ANAHITA est l’expression d’un savoir-faire technique d’exception. Construite à partir de technologies d’avant-garde, elle s’inscrit dans la lignée directe des grandes unités de course au large. « Le trimaran s’est imposé comme une évidence : plus stable, plus puissant et plus sûr qu’un catamaran, mais aussi plus marin, plus rapide et plus équilibré. Cette architecture nous permet d’atteindre un niveau de performance et de confort jusqu’ici inaccessible dans la grande plaisance » décrit Ronan Guérin, co-fondateur de Global Yacht Technology.

La réalisation d’ANAHITA réunit les plus grandes signatures de la filière française.

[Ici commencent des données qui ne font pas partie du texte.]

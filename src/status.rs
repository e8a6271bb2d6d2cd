use serde::{Deserialize, Serialize};
use uuid::Uuid;

use crate::error::{GameError, Result};
use crate::modifier::{Timed, decay};

/// A named, purely descriptive effect that lasts a number of turns.
#[derive(Debug, Clone, PartialEq, Eq, Serialize, Deserialize)]
pub struct StatusEffect {
    pub id: Uuid,
    pub title: String,
    pub description: String,
    pub turns: u32,
}

impl Timed for StatusEffect {
    fn turns_mut(&mut self) -> &mut u32 {
        &mut self.turns
    }
}

#[derive(Debug, Clone, Default, PartialEq, Eq, Serialize, Deserialize)]
#[serde(transparent)]
pub struct StatusBoard {
    statuses: Vec<StatusEffect>,
}

impl StatusBoard {
    pub fn new() -> Self {
        Self::default()
    }

    pub fn add(
        &mut self,
        title: impl Into<String>,
        description: impl Into<String>,
        turns: u32,
    ) -> Result<Uuid> {
        if turns == 0 {
            return Err(GameError::InvalidDuration(turns));
        }
        let id = Uuid::new_v4();
        self.statuses.push(StatusEffect {
            id,
            title: title.into(),
            description: description.into(),
            turns,
        });
        Ok(id)
    }

    pub fn remove(&mut self, id: Uuid) -> Option<StatusEffect> {
        let index = self.statuses.iter().position(|s| s.id == id)?;
        Some(self.statuses.remove(index))
    }

    /// Removes stored entries with no turns left.
    pub fn drop_invalid(&mut self) -> Vec<StatusEffect> {
        let (valid, invalid) = std::mem::take(&mut self.statuses)
            .into_iter()
            .partition(|s| s.turns >= 1);
        self.statuses = valid;
        invalid
    }

    pub fn decay_all(&mut self) -> Vec<StatusEffect> {
        decay(&mut self.statuses)
    }

    pub fn clear(&mut self) {
        self.statuses.clear();
    }

    pub fn get(&self, id: Uuid) -> Option<&StatusEffect> {
        self.statuses.iter().find(|s| s.id == id)
    }

    pub fn as_slice(&self) -> &[StatusEffect] {
        &self.statuses
    }

    pub fn iter(&self) -> std::slice::Iter<'_, StatusEffect> {
        self.statuses.iter()
    }

    pub fn len(&self) -> usize {
        self.statuses.len()
    }

    pub fn is_empty(&self) -> bool {
        self.statuses.is_empty()
    }
}

#[cfg(test)]
mod tests {
    use super::*;

    #[test]
    fn statuses_expire_like_modifiers() {
        let mut board = StatusBoard::new();
        let stunned = board.add("Stunned", "Skip the next action", 1).unwrap();
        let inspired = board.add("Inspired", "", 3).unwrap();

        let expired = board.decay_all();

        assert_eq!(expired.len(), 1);
        assert_eq!(expired[0].id, stunned);
        assert_eq!(board.get(inspired).map(|s| s.turns), Some(2));
    }

    #[test]
    fn ids_stay_unique_under_rapid_creation() {
        let mut board = StatusBoard::new();
        let ids: Vec<Uuid> = (0..100)
            .map(|i| board.add(format!("status {i}"), "", 1).unwrap())
            .collect();
        let mut deduped = ids.clone();
        deduped.sort();
        deduped.dedup();
        assert_eq!(deduped.len(), ids.len());
    }

    #[test]
    fn remove_unknown_id_is_a_no_op() {
        let mut board = StatusBoard::new();
        board.add("Blessed", "+luck", 2).unwrap();
        assert!(board.remove(Uuid::new_v4()).is_none());
        assert_eq!(board.len(), 1);
    }

    #[test]
    fn zero_turn_status_is_rejected() {
        let mut board = StatusBoard::new();
        assert_eq!(board.add("Nope", "", 0), Err(GameError::InvalidDuration(0)));
        assert!(board.is_empty());
    }
}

VPLP Design a assuré l’architecture navale, le design extérieur et les calculs structurels. CDK Technologies a pris en charge la construction de la plateforme composite, tandis que GSea Design a réalisé les calculs du mât. Mer Forte a développé les systèmes d’appendices, MerConcept a signé la construction du roof, Christophe Chedal Anglay a imaginé un intérieur d’une grande sensibilité et Lorima a conçu le mât carbone. Chaque détail du trimaran est le résultat de cette synergie unique entre ingénieurs, architectes et artisans d’exception.
« Être au Metstrade est essentiel : c’est ici que se retrouvent la plupart des prescripteurs et professionnels du secteur. Présenter ANAHITA dans ce cadre permet de positionner GYT à la hauteur du superyachting international. Ce projet est le fruit d’une équipe aux compétences complémentaires, réunies ici de manière très naturelle. Et ce lancement n’est qu’un début » déclare Lucien Boyer, CEO de CDK Group.

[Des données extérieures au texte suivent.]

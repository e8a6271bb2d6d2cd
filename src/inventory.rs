use serde::{Deserialize, Serialize};
use uuid::Uuid;

// Define a structure for items that can be part of the inventory.
#[derive(Debug, Clone, PartialEq, Eq, Serialize, Deserialize)]
pub struct Item {
    pub id: Uuid,
    pub title: String,
    pub description: String,
}

#[derive(Debug, Clone, Default, PartialEq, Eq, Serialize, Deserialize)]
#[serde(transparent)]
pub struct Inventory {
    items: Vec<Item>,
}

impl Inventory {
    pub fn new() -> Self {
        Self::default()
    }

    pub fn add(&mut self, title: impl Into<String>, description: impl Into<String>) -> Uuid {
        let id = Uuid::new_v4();
        self.items.push(Item {
            id,
            title: title.into(),
            description: description.into(),
        });
        id
    }

    pub fn remove(&mut self, id: Uuid) -> Option<Item> {
        let index = self.items.iter().position(|item| item.id == id)?;
        Some(self.items.remove(index))
    }

    pub fn clear(&mut self) {
        self.items.clear();
    }

    pub fn as_slice(&self) -> &[Item] {
        &self.items
    }

    pub fn iter(&self) -> std::slice::Iter<'_, Item> {
        self.items.iter()
    }

    pub fn len(&self) -> usize {
        self.items.len()
    }

    pub fn is_empty(&self) -> bool {
        self.items.is_empty()
    }
}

À l’origine de Global Yacht Technology, trois personnalités complémentaires : Ronan Guérin, athlète de haut niveau et expert en construction navale ; Ulysse Harin, spécialiste reconnu de projets complexes au sein de chantiers internationaux de premier plan ; et Gwenaël Bardou, ingénieur issu de l’aéronautique, expert des composites et de la qualité industrielle. Ensemble, ils partagent une ambition commune : réinventer le yachting par la liberté, l’innovation et la performance.

À bord d’ANAHITA, tout est conçu pour magnifier l’expérience du voyage. Les circulations sont naturelles, les volumes généreux, les mouvements fluides et le silence omniprésent grâce à une conception énergétique autonome.
Elle offre la sensation rare d’une maison au bord de la terre, un espace où la performance exalte le confort et où chaque mile parcouru devient un moment de pure liberté. Naviguer à son bord, c’est ressentir une nouvelle forme d’audace : aller plus vite, s’aventurer plus près et vivre la mer plus intensément, en totale sécurité.

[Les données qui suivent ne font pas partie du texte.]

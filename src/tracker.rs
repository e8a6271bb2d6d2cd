//! The application-facing state container.
//!
//! [`Tracker`] owns the game state, the turn rules and the storage port. Every
//! mutation is applied in memory first, then the stores it touched are saved
//! on a best-effort basis.

use std::time::Instant;

use uuid::Uuid;

use crate::attribute::{Attribute, AttributeSet};
use crate::error::Result;
use crate::game_state::GameState;
use crate::inventory::Inventory;
use crate::ledger::Ledger;
use crate::modifier::ModifierStore;
use crate::resolver::EffectiveAttributes;
use crate::save::{Storage, StoreKey, load_game_state, save_stores};
use crate::settings::Settings;
use crate::status::StatusBoard;
use crate::turn::{TurnNotice, TurnReport, TurnRules, TurnState};

const TURN_KEYS: [StoreKey; 4] = [
    StoreKey::Buffs,
    StoreKey::Statuses,
    StoreKey::TurnEnded,
    StoreKey::IsMyTurn,
];

#[derive(Debug)]
pub struct Tracker<S: Storage> {
    game: GameState,
    rules: TurnRules,
    notice: TurnNotice,
    storage: S,
}

impl<S: Storage> Tracker<S> {
    /// Restores every store from `storage`, falling back per key.
    pub fn load(storage: S, settings: &Settings) -> Self {
        let game = load_game_state(&storage);
        log::info!(
            "Loaded tracker: {} buffs, {} statuses, {} items, money {}, {}",
            game.buffs.len(),
            game.statuses.len(),
            game.inventory.len(),
            game.money.balance(),
            game.turn
        );
        Self {
            game,
            rules: settings.turn_rules(),
            notice: TurnNotice::new(settings.notice_duration()),
            storage,
        }
    }

    // --- Reads

    pub fn effective_attributes(&self) -> EffectiveAttributes {
        self.game.effective_attributes()
    }

    pub fn game(&self) -> &GameState {
        &self.game
    }

    pub fn stats(&self) -> &AttributeSet {
        &self.game.stats
    }

    pub fn buffs(&self) -> &ModifierStore {
        &self.game.buffs
    }

    pub fn statuses(&self) -> &StatusBoard {
        &self.game.statuses
    }

    pub fn inventory(&self) -> &Inventory {
        &self.game.inventory
    }

    pub fn money(&self) -> &Ledger {
        &self.game.money
    }

    pub fn turn(&self) -> TurnState {
        self.game.turn
    }

    pub fn rules(&self) -> TurnRules {
        self.rules
    }

    pub fn notice_visible(&self, now: Instant) -> bool {
        self.notice.is_visible(now)
    }

    pub fn storage(&self) -> &S {
        &self.storage
    }

    pub fn storage_mut(&mut self) -> &mut S {
        &mut self.storage
    }

    // --- Attributes

    pub fn increment(&mut self, name: &str) -> Result<i64> {
        let value = self.game.stats.increment_named(name)?;
        log::debug!("{name} incremented to {value}");
        self.persist(&[StoreKey::Stats]);
        Ok(value)
    }

    pub fn decrement(&mut self, name: &str) -> Result<i64> {
        let value = self.game.stats.decrement_named(name)?;
        log::debug!("{name} decremented to {value}");
        self.persist(&[StoreKey::Stats]);
        Ok(value)
    }

    pub fn increment_attribute(&mut self, attribute: Attribute) -> i64 {
        let value = self.game.stats.increment(attribute);
        self.persist(&[StoreKey::Stats]);
        value
    }

    pub fn decrement_attribute(&mut self, attribute: Attribute) -> i64 {
        let value = self.game.stats.decrement(attribute);
        self.persist(&[StoreKey::Stats]);
        value
    }

    // --- Modifiers

    pub fn add_modifier(&mut self, stat: &str, turns: u32, amount: i64, debuff: bool) -> Result<Uuid> {
        let id = self.game.buffs.add_named(stat, turns, amount, debuff)?;
        log::debug!("Added modifier on {stat} for {turns} turns");
        self.persist(&[StoreKey::Buffs]);
        Ok(id)
    }

    /// One form submission: one independent modifier per selected attribute.
    pub fn add_modifiers(
        &mut self,
        stats: &[Attribute],
        turns: u32,
        amount: i64,
        debuff: bool,
    ) -> Result<Vec<Uuid>> {
        let ids = self.game.buffs.add_batch(stats, turns, amount, debuff)?;
        log::debug!("Added {} modifiers for {turns} turns", ids.len());
        self.persist(&[StoreKey::Buffs]);
        Ok(ids)
    }

    /// Removing a modifier that already expired is a no-op.
    pub fn remove_modifier(&mut self, id: Uuid) {
        if self.game.buffs.remove(id).is_some() {
            self.persist(&[StoreKey::Buffs]);
        } else {
            log::debug!("Modifier {id} already gone");
        }
    }

    // --- Statuses

    pub fn add_status(&mut self, title: &str, description: &str, turns: u32) -> Result<Uuid> {
        let id = self.game.statuses.add(title, description, turns)?;
        log::debug!("Added status '{title}' for {turns} turns");
        self.persist(&[StoreKey::Statuses]);
        Ok(id)
    }

    pub fn remove_status(&mut self, id: Uuid) {
        if self.game.statuses.remove(id).is_some() {
            self.persist(&[StoreKey::Statuses]);
        }
    }

    // --- Inventory

    pub fn add_item(&mut self, title: &str, description: &str) -> Uuid {
        let id = self.game.inventory.add(title, description);
        self.persist(&[StoreKey::Inventory]);
        id
    }

    pub fn remove_item(&mut self, id: Uuid) {
        if self.game.inventory.remove(id).is_some() {
            self.persist(&[StoreKey::Inventory]);
        }
    }

    // --- Money

    pub fn adjust_currency(&mut self, amount: i64) -> i64 {
        let balance = self.game.money.adjust(amount);
        log::debug!("Money adjusted by {amount} to {balance}");
        self.persist(&[StoreKey::Money]);
        balance
    }

    // --- Turns

    pub fn start_turn(&mut self) -> Result<TurnReport> {
        let report = self.rules.start_turn(&mut self.game)?;
        log::info!("Turn started, accrued {:?}", report.accrued);
        self.persist(&[StoreKey::Money, StoreKey::IsMyTurn]);
        Ok(report)
    }

    pub fn end_turn(&mut self) -> Result<TurnReport> {
        self.end_turn_at(Instant::now())
    }

    /// Ends the turn, raising the notice as of `now`.
    pub fn end_turn_at(&mut self, now: Instant) -> Result<TurnReport> {
        let report = self.rules.end_turn(&mut self.game)?;
        self.notice.raise(now);
        log::info!(
            "Turn ended: {} modifiers and {} statuses expired, accrued {:?}",
            report.expired_modifiers.len(),
            report.expired_statuses.len(),
            report.accrued
        );
        self.persist(&TURN_KEYS);
        if report.accrued.is_some() {
            self.persist(&[StoreKey::Money]);
        }
        Ok(report)
    }

    /// Drops the turn-ended notice once it has timed out.
    pub fn tick(&mut self, now: Instant) {
        self.notice.tick(now);
    }

    /// Wipes every store. Confirmation is the caller's job.
    pub fn reset_game(&mut self) {
        self.game.reset();
        self.notice.clear();
        log::info!("Game reset");
        self.persist(&[
            StoreKey::Stats,
            StoreKey::Buffs,
            StoreKey::Statuses,
            StoreKey::Inventory,
            StoreKey::Money,
            StoreKey::TurnEnded,
            StoreKey::IsMyTurn,
        ]);
    }

    fn persist(&mut self, keys: &[StoreKey]) {
        save_stores(&mut self.storage, &self.game, keys);
    }
}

Première mise à l’eau prévue en 2027
Le premier exemplaire d’ANAHITA, déjà vendu, est en construction en Bretagne. Sa mise à l’eau est prévue pour 2027.

Global Yacht Technology est une société d’ingénierie nautique bretonne dédiée à la création de yachts d’exception. À la croisée de la performance et du design, elle imagine une nouvelle ère dans la grande plaisance : plus audacieuse, plus libre, plus visionnaire.
Sa mission est d’offrir aux propriétaires et à leurs invités des expériences exclusives et inoubliables, où chaque navigation devient une aventure singulière. De la conception à la construction, de l’ingénierie structurelle à l’innovation composite, GYT réunit les savoir-faire qui font la force de la Sailing Valley. Avec ANAHITA, le premier trimaran de croisière de 100 pieds, elle entend poser un jalon historique et ouvrir la voie à une nouvelle génération de yachts d’exception, alliant ingénierie d’excellence, raffinement et liberté.